Recréer un écosystème

Au-delà de la production maraichère et de plantes aromatiques biologiques, le Domaine Nzaha a pour vocation de créer une dynamique avec la population locale en proposant une alternative éco-responsable et de qualité. “J’ai imaginé le domaine comme une sorte de “laboratoire à ciel ouvert” dans lequel on testerait des méthodes, de nouvelles variétés et des approches peu connues en agriculture conventionnelle. Souvent, nous repensons des techniques ancestrales ou nous importons des méthodes de contrées semblables, et nous les adaptons à nos spécificités locales”, décrit-elle. Cette démarche a conduit le Domaine Nzaha à nouer des relations de partenariat avec plusieurs acteurs locaux comme Dar Si Hmad, une ONG très active connue notamment pour son projet “DBABA – CloudFisher”, un équipement lowtech de capteurs permettant de collecter l’eau de brouillard au sommet de la montagne Boutmezguida à Ait Baamrane afin de pallier le manque d’eau qui affecte les communautés locales de plusieurs villages avoisinant cette montagne. “Jamila Bargach, la directrice de Dar Si Hmad Jamila voulait aller plus loin dans ce projet, à savoir utiliser à bon escient le surplus d’eau récoltée lorsque la météo le permet”, explique Wissal Ben Moussa. Dans ce sens, les deux femmes lancent le programme “Afouss Ghissiki” (La main dans la terre arable abandonnée en amazigh) dont le but est d’offrir cette eau aux paysans, en les formant aux pratiques d’agroécologie et créer, ainsi, des conditions favorables au maintien d’une population d’exploitants.
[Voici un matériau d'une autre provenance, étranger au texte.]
use crate::error::AppError;
use crate::model::Task;

const INDEX_TOO_LARGE: &str = "Your task list is not that long yet!";

/// Ordered tasks addressed with 1-based indices.
#[derive(Debug, Clone, Default, PartialEq, Eq)]
pub struct TaskList {
    tasks: Vec<Task>,
}

impl TaskList {
    pub fn new() -> Self {
        Self::default()
    }

    pub fn add(&mut self, task: Task) {
        self.tasks.push(task);
    }

    pub fn get(&self, index: usize) -> Result<&Task, AppError> {
        let position = self.position(index)?;
        Ok(&self.tasks[position])
    }

    pub fn remove(&mut self, index: usize) -> Result<Task, AppError> {
        let position = self.position(index)?;
        Ok(self.tasks.remove(position))
    }

    pub fn mark_done(&mut self, index: usize) -> Result<&Task, AppError> {
        let position = self.position(index)?;
        let task = &mut self.tasks[position];
        task.mark_done();
        Ok(task)
    }

    pub fn search(&self, keyword: &str) -> Vec<&Task> {
        self.tasks
            .iter()
            .filter(|task| task.description().contains(keyword))
            .collect()
    }

    pub fn len(&self) -> usize {
        self.tasks.len()
    }

    pub fn is_empty(&self) -> bool {
        self.tasks.is_empty()
    }

    pub fn iter(&self) -> std::slice::Iter<'_, Task> {
        self.tasks.iter()
    }

    fn position(&self, index: usize) -> Result<usize, AppError> {
        if index == 0 {
            return Err(AppError::index_out_of_range(
                "Please choose an integer greater than 0!",
            ));
        }
        if index > self.tasks.len() {
            return Err(AppError::index_out_of_range(INDEX_TOO_LARGE));
        }
        Ok(index - 1)
    }
}

impl From<Vec<Task>> for TaskList {
    fn from(tasks: Vec<Task>) -> Self {
        Self { tasks }
    }
}

impl<'a> IntoIterator for &'a TaskList {
    type Item = &'a Task;
    type IntoIter = std::slice::Iter<'a, Task>;

    fn into_iter(self) -> Self::IntoIter {
        self.tasks.iter()
    }
}
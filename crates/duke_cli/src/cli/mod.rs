use clap::Parser;
use duke_core::config::ConfigOverrides;
use std::path::PathBuf;

#[derive(Parser, Debug)]
#[command(author, version, about = "A personal task manager", long_about = None)]
pub struct Cli {
    /// Save file to read and write (defaults to DUKE_STORE_PATH or the config file)
    #[arg(long, value_name = "PATH")]
    pub store: Option<PathBuf>,

    /// Output JSON
    #[arg(long)]
    pub json: bool,

    /// Override configuration values (format KEY=VALUE)
    #[arg(long = "config-override", value_name = "KEY=VALUE")]
    pub config_override: Vec<String>,

    /// Run one command and exit instead of starting a session
    ///
    /// Example: duke deadline submit report /by 02-12-2023 1800
    #[arg(
        value_name = "COMMAND",
        trailing_var_arg = true,
        allow_hyphen_values = true
    )]
    pub command: Vec<String>,
}

pub const SESSION_HELP: &str = "\
Commands:
  todo <description>                      add a task
  deadline <description> /by <time>       add a task due at a time
  event <description> /at <time>          add a task happening at a time
  list                                    show every task
  done <index>                            mark a task as completed
  delete <index>                          remove a task
  find <keyword>                          show tasks containing a keyword
  bye                                     save and leave

Times use the format dd-MM-yyyy HHmm, e.g. 02-12-2023 1800.";

/// Splits a line on whitespace; commands never see empty tokens.
pub fn tokenize(line: &str) -> Vec<String> {
    line.split_whitespace().map(str::to_string).collect()
}

#[derive(Debug, Clone, PartialEq, Eq)]
pub enum ConfigOverrideTarget {
    StorePath,
    Alias(String),
}

#[derive(Debug, Clone, PartialEq, Eq)]
pub struct ParsedConfigOverride {
    pub target: ConfigOverrideTarget,
    pub value: String,
}

/// Parse a raw `KEY=VALUE` override string into a structured target.
pub fn parse_config_override(raw: &str) -> Result<ParsedConfigOverride, String> {
    let trimmed = raw.trim();
    let (key_raw, value_raw) = trimmed
        .split_once('=')
        .ok_or_else(|| "override must be in KEY=VALUE format".to_string())?;

    let value = value_raw.trim().to_string();
    let (field, remainder) = key_raw
        .split_once('.')
        .map(|(field, rest)| (field.trim(), Some(rest.trim())))
        .unwrap_or((key_raw.trim(), None));

    let canonical_field =
        canonicalize_flag_name(field).ok_or_else(|| "override key cannot be empty".to_string())?;

    match canonical_field.as_str() {
        "store_path" | "store" => {
            if remainder.is_some() {
                Err("store_path override cannot have subfields".to_string())
            } else if value.is_empty() {
                Err("store_path override requires a path".to_string())
            } else {
                Ok(ParsedConfigOverride {
                    target: ConfigOverrideTarget::StorePath,
                    value,
                })
            }
        }
        "aliases" | "alias" => {
            let alias_name = remainder
                .filter(|segment| !segment.is_empty())
                .ok_or_else(|| "aliases override requires an alias name".to_string())?;
            Ok(ParsedConfigOverride {
                target: ConfigOverrideTarget::Alias(alias_name.to_string()),
                value,
            })
        }
        other => Err(format!("unknown config field '{other}'")),
    }
}

pub fn collect_overrides(raw: &[String]) -> Result<ConfigOverrides, String> {
    let mut overrides = ConfigOverrides::default();
    for entry in raw {
        let parsed = parse_config_override(entry)?;
        match parsed.target {
            ConfigOverrideTarget::StorePath => {
                overrides.store_path = Some(PathBuf::from(parsed.value));
            }
            ConfigOverrideTarget::Alias(name) => {
                overrides.aliases.insert(name, parsed.value);
            }
        }
    }
    Ok(overrides)
}

fn canonicalize_flag_name(name: &str) -> Option<String> {
    let mut cleaned = String::new();
    let mut previous_underscore = false;

    for ch in name.chars() {
        if ch.is_ascii_alphanumeric() {
            cleaned.push(ch.to_ascii_lowercase());
            previous_underscore = false;
        } else if !previous_underscore && !cleaned.is_empty() {
            cleaned.push('_');
            previous_underscore = true;
        }
    }

    let trimmed = cleaned.trim_matches('_');
    if trimmed.is_empty() {
        None
    } else {
        Some(trimmed.to_string())
    }
}
mod task;
mod task_list;

pub use task::{DATE_TIME_PATTERN, Task, TaskKind, format_date_time, parse_date_time};
pub use task_list::TaskList;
Riche de sa formation et de ses expérimentations au niveau du Domaine Nzaha, Wissal Ben Moussa a formé sous la tutelle de Dar Si Hmad, une vingtaine de bénéficiaires issus de différents douars et oasis à côté. “Sur l’ensemble des bénéficiaires, six ont construit un projet agro-écologique viable et pérenne”, se réjouit la jeune femmequi a notamment reçu le 2ème prix “Terre de Femmes Maroc 2021” de la Fondation Yves Rocher pour son parcours volontaire. “À travers le Domaine Nzaha, je prouve qu’il est toujours possible de créer un monde meilleur, sain et éthique, résistant aux aléas climatiques”, lâche cette héroïne qui œuvre ainsi pour la biodiversité en faisant la promotion d’un modèle de développement protecteur pour l’environnement.